== Segment start ==

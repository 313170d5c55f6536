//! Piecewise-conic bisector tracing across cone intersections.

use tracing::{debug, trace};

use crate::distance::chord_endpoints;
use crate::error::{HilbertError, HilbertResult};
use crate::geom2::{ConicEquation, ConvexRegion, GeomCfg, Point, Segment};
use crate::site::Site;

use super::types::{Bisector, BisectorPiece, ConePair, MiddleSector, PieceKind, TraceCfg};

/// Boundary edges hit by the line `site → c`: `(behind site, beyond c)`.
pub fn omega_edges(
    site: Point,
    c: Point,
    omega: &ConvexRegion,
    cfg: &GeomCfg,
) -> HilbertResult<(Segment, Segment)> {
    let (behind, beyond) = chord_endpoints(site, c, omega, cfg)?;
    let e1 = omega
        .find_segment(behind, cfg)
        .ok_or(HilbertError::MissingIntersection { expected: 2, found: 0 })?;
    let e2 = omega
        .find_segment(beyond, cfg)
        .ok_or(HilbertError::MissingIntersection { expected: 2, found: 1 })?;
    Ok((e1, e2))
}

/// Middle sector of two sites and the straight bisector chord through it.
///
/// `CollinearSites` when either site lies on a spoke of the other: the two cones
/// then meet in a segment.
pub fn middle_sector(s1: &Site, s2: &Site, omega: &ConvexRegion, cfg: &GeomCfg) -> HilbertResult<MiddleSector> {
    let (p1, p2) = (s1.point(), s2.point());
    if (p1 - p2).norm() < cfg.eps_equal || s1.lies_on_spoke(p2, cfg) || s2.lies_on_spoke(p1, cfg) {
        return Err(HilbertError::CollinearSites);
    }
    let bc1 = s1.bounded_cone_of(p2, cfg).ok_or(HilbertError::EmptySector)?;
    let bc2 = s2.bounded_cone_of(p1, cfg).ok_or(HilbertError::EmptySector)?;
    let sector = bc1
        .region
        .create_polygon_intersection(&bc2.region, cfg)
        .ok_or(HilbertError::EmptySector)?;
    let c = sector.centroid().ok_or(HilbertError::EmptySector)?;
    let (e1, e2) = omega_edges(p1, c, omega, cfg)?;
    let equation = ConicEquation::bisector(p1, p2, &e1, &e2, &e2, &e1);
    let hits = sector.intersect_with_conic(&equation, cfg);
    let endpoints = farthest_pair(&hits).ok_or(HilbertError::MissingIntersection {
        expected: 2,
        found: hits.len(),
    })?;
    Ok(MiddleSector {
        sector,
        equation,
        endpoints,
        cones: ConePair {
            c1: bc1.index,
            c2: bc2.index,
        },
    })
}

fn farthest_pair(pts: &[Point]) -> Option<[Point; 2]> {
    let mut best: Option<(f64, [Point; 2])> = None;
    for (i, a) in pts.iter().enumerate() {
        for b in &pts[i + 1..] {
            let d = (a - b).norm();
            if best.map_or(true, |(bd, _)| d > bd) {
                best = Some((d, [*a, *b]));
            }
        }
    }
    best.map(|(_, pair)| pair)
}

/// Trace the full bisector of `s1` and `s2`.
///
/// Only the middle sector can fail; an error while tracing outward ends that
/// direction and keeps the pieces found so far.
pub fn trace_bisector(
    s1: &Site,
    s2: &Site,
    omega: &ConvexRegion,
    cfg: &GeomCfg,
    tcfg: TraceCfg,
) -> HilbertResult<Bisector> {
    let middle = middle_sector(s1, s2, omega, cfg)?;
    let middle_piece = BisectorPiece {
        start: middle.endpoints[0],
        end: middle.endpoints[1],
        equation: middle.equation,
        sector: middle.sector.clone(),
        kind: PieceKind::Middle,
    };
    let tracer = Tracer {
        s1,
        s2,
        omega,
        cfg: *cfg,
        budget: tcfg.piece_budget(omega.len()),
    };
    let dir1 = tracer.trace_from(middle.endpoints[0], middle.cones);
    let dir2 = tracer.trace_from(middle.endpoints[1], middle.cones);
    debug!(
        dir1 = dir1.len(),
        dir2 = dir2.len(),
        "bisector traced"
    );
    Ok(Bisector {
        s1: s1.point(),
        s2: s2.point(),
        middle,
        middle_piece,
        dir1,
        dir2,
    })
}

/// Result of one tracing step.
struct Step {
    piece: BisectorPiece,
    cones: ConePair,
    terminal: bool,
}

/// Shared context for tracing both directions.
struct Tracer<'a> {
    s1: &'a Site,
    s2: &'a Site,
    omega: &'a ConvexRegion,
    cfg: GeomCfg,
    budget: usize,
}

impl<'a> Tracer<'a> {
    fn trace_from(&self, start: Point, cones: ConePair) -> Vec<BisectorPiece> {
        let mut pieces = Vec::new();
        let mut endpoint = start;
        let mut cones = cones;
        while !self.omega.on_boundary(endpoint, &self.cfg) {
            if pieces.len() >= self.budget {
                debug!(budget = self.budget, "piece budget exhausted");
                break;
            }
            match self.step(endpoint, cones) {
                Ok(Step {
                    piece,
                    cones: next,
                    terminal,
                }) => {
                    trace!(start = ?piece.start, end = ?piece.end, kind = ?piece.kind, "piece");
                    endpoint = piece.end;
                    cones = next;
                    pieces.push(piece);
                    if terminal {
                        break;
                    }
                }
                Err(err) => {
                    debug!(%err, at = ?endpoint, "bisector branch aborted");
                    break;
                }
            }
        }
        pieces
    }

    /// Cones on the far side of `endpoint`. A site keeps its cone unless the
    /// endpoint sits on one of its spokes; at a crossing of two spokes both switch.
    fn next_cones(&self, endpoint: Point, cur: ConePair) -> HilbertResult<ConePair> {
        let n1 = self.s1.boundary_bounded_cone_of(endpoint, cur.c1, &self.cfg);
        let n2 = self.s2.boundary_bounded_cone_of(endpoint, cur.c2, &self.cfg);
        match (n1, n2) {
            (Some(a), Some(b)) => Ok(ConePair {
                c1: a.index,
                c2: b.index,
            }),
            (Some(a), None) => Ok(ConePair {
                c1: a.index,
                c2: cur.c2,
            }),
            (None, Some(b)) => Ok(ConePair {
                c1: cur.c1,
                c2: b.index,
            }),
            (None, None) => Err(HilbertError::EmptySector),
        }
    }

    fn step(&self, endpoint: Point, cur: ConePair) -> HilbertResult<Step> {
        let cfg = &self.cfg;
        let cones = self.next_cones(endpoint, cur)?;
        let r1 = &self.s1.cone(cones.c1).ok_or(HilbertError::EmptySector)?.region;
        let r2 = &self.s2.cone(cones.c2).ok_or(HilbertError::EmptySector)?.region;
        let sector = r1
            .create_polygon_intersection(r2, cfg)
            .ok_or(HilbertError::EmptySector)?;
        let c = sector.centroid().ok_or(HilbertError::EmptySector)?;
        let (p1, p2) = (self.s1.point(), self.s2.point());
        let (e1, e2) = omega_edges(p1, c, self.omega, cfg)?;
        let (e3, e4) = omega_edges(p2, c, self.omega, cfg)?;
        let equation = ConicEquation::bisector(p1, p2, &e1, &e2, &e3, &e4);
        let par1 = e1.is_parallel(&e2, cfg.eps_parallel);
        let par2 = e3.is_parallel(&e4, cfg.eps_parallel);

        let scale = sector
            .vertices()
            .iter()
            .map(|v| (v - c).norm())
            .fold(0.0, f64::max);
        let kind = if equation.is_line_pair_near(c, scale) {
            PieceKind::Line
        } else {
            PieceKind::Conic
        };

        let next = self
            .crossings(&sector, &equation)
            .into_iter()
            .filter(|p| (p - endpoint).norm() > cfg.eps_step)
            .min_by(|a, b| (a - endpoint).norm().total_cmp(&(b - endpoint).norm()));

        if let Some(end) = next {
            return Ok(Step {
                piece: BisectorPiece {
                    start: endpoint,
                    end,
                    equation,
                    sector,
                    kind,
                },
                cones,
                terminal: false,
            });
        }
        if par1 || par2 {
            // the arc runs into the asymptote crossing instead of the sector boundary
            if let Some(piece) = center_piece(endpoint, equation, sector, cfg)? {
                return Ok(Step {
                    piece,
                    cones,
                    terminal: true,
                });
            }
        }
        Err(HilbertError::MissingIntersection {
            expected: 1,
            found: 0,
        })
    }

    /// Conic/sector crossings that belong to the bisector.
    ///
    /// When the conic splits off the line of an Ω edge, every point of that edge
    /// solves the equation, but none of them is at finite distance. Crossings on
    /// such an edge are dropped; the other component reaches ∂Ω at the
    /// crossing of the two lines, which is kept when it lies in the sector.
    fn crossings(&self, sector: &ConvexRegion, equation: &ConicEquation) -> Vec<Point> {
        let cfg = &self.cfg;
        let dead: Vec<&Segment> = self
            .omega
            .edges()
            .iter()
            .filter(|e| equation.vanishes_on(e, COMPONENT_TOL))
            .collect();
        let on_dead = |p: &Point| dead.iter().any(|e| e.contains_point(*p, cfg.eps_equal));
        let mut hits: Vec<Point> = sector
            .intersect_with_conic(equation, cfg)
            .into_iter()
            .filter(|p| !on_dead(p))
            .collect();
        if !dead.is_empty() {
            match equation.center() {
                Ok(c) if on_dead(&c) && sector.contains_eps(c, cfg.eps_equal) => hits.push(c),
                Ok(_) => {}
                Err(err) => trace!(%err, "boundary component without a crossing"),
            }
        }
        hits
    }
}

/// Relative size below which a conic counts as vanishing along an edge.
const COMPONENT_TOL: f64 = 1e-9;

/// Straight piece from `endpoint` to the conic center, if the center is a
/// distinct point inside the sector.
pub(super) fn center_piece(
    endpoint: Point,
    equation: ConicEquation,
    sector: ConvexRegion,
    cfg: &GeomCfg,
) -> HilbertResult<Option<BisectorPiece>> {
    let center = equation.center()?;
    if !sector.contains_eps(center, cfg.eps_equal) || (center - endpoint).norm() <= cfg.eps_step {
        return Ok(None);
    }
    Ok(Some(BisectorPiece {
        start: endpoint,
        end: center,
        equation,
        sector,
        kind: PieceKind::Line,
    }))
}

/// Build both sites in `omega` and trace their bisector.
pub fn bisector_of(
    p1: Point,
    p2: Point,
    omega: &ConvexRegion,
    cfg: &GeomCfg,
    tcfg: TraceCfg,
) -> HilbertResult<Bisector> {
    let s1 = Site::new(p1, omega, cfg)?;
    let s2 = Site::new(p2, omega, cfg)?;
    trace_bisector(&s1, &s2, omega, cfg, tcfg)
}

== Segment end ==

For the word "beyond", say how many lines of the listing contain it; give the number alone.

3